Friday, May 20, 2005

Finding Our Way Together

This afternoon, I drove my Dad to the cancer clinic for his daily radiation treatment. I usually drop him off at the door and wait at a nearby park until I get the 'nudge' that he's ready to go home. Funnily enough, he seems to enjoy going in on his own and every day he has a story to share. I love to hear his light hearted tales - moments when he forgets all his troubles. I've sat with my Dad in waiting rooms and he has, when he's of a mind, a truly great capacity to lift the spirits of all those around him.

On our way home today, I ask my Dad if he'd like to walk the new labyrinth with me. My Dad agrees without apparent hesitation though I catch that look - the one where he ever so slightly shakes his head and I know he's thinking, "Here she goes again with her crazy ideas." My Dad, being the dear soul that he is, loves me so he indulges the moment.
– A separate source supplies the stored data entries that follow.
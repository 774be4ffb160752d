//! Configuration module for Receipts
//!
//! This module provides configuration management including:
//! - Platform-aware path resolution
//! - User settings persistence
//! - Storage root overrides

pub mod paths;
pub mod settings;

pub use paths::ReceiptsPaths;
pub use settings::Settings;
We walk up to the round and find the entrance. (The labyrinth path has yet to be painted. A strong pencil outline marks the way.) I explain to my Dad that all he has to do is follow the path to the centre. He goes first and I follow. Within a brief time, my Dad is well ahead of me. I can feel his determination gather strength as it always does when he has a goal. I continue to walk a meditative pace as I watch the distance between us lengthen.

The labyrinth has many loops and curves as it winds its way. My Dad is now walking beside me on an adjacent path. A few moments later and my Dad now passes me walking in the opposite direction. A few more moments go by and my Dad is rounding a curve on the far side of the circle. This dance continues to weave until I hear my Dad declare, with excitement, that he has arrived at the centre. I join him perhaps three minutes later and, standing together, we talk about the panoramic view the centre affords. We both have a sense of awe. It is a perfect spring day.
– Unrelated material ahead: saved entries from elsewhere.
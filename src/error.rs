//! Custom error types for the Receipts backup system
//!
//! This module defines the error hierarchy for backup and restore operations
//! using thiserror for ergonomic error definitions.

use thiserror::Error;

use crate::backup::StorageCategory;

/// Coarse classification of a [`ReceiptsError`]
#[derive(Debug, Clone, Copy, PartialEq, Eq)]
pub enum ErrorKind {
    PermissionDenied,
    DestinationUnwritable,
    SourceUnreadable,
    ArchiveCorrupt,
    ManifestVersionMismatch,
    DatabaseEntryMissingOrInvalid,
    PartialCategoryFailure,
    Cancelled,
    Busy,
    Config,
    Io,
    Json,
    Encryption,
    NotFound,
}

/// The main error type for Receipts operations
#[derive(Error, Debug)]
pub enum ReceiptsError {
    /// The operating system refused access to a file or directory
    #[error("Permission denied: {0}")]
    PermissionDenied(String),

    /// The backup destination cannot be created or written
    #[error("Backup destination is not writable: {0}")]
    DestinationUnwritable(String),

    /// A source file or archive cannot be read
    #[error("Cannot read source: {0}")]
    SourceUnreadable(String),

    /// The archive is not a valid backup
    #[error("Backup archive is corrupt: {0}")]
    ArchiveCorrupt(String),

    /// The manifest carries a format version this build does not understand
    #[error("Unsupported backup format version {found} (this version supports up to {supported})")]
    ManifestVersionMismatch { found: u32, supported: u32 },

    /// The archive has no usable database; the restore is aborted
    #[error("Backup database is missing or invalid: {0}")]
    DatabaseEntryMissingOrInvalid(String),

    /// Some entries of a category could not be restored
    #[error("{failed} {category} file(s) failed to restore ({restored} restored)")]
    PartialCategoryFailure {
        category: StorageCategory,
        failed: usize,
        restored: usize,
    },

    /// The operation was cancelled by the caller
    #[error("Operation cancelled")]
    Cancelled,

    /// Another backup or restore is already running
    #[error("A backup or restore is already in progress")]
    Busy,

    /// Configuration-related errors
    #[error("Configuration error: {0}")]
    Config(String),

    /// File I/O errors
    #[error("I/O error: {0}")]
    Io(String),

    /// JSON serialization/deserialization errors
    #[error("JSON error: {0}")]
    Json(String),

    /// Encryption errors
    #[error("Encryption error: {0}")]
    Encryption(String),

    /// Entity not found errors
    #[error("{entity_type} not found: {identifier}")]
    NotFound {
        entity_type: &'static str,
        identifier: String,
    },
}

impl ReceiptsError {
    /// Create a "not found" error for backups
    pub fn backup_not_found(identifier: impl Into<String>) -> Self {
        Self::NotFound {
            entity_type: "Backup",
            identifier: identifier.into(),
        }
    }

    /// Classify an I/O error raised while reading a source file or archive
    pub fn source(context: impl std::fmt::Display, err: &std::io::Error) -> Self {
        match err.kind() {
            std::io::ErrorKind::PermissionDenied => {
                Self::PermissionDenied(format!("{}: {}", context, err))
            }
            _ => Self::SourceUnreadable(format!("{}: {}", context, err)),
        }
    }

    /// Classify an I/O error raised while writing the backup destination
    pub fn destination(context: impl std::fmt::Display, err: &std::io::Error) -> Self {
        match err.kind() {
            std::io::ErrorKind::PermissionDenied => {
                Self::PermissionDenied(format!("{}: {}", context, err))
            }
            _ => Self::DestinationUnwritable(format!("{}: {}", context, err)),
        }
    }

    /// The kind of this error
    pub fn kind(&self) -> ErrorKind {
        match self {
            Self::PermissionDenied(_) => ErrorKind::PermissionDenied,
            Self::DestinationUnwritable(_) => ErrorKind::DestinationUnwritable,
            Self::SourceUnreadable(_) => ErrorKind::SourceUnreadable,
            Self::ArchiveCorrupt(_) => ErrorKind::ArchiveCorrupt,
            Self::ManifestVersionMismatch { .. } => ErrorKind::ManifestVersionMismatch,
            Self::DatabaseEntryMissingOrInvalid(_) => ErrorKind::DatabaseEntryMissingOrInvalid,
            Self::PartialCategoryFailure { .. } => ErrorKind::PartialCategoryFailure,
            Self::Cancelled => ErrorKind::Cancelled,
            Self::Busy => ErrorKind::Busy,
            Self::Config(_) => ErrorKind::Config,
            Self::Io(_) => ErrorKind::Io,
            Self::Json(_) => ErrorKind::Json,
            Self::Encryption(_) => ErrorKind::Encryption,
            Self::NotFound { .. } => ErrorKind::NotFound,
        }
    }

    /// Check if this is a "not found" error
    pub fn is_not_found(&self) -> bool {
        matches!(self, Self::NotFound { .. })
    }

    /// Whether the error aborts the whole operation
    pub fn is_fatal(&self) -> bool {
        !matches!(self, Self::PartialCategoryFailure { .. })
    }
}

// Implement From traits for common error types

impl From<std::io::Error> for ReceiptsError {
    fn from(err: std::io::Error) -> Self {
        Self::Io(err.to_string())
    }
}

impl From<serde_json::Error> for ReceiptsError {
    fn from(err: serde_json::Error) -> Self {
        Self::Json(err.to_string())
    }
}

impl From<zip::result::ZipError> for ReceiptsError {
    fn from(err: zip::result::ZipError) -> Self {
        match err {
            zip::result::ZipError::Io(io) => Self::Io(io.to_string()),
            other => Self::ArchiveCorrupt(other.to_string()),
        }
    }
}

impl From<walkdir::Error> for ReceiptsError {
    fn from(err: walkdir::Error) -> Self {
        let path = err
            .path()
            .map(|p| p.display().to_string())
            .unwrap_or_default();
        match err.io_error() {
            Some(io) => Self::source(path, io),
            None => Self::SourceUnreadable(err.to_string()),
        }
    }
}

/// Result type alias for Receipts operations
pub type ReceiptsResult<T> = Result<T, ReceiptsError>;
My Dad sets off on the journey out before I do. I watch him as he walks away, his pace slower than when we started. Finishing, my Dad rests on a steel black bench and waits for me. When I sit down beside him we talk about our walk. I ask him how he feels and he says his mind is clearer and his emotions are quieter. I sense he is feeling more peaceful and this makes my heart sing.

As we walk back to the car, my Dad tells me that, even though he hasn't always taken the time to do things like this, he really likes doing them with me. I smile and I tell him I know.

1 Comments:

Blogger nick owen said...

A heart warming tear making tale. Thank you for sharing. It is 25 years this week since my father died of leukemia. He would have enjoyed walking with you.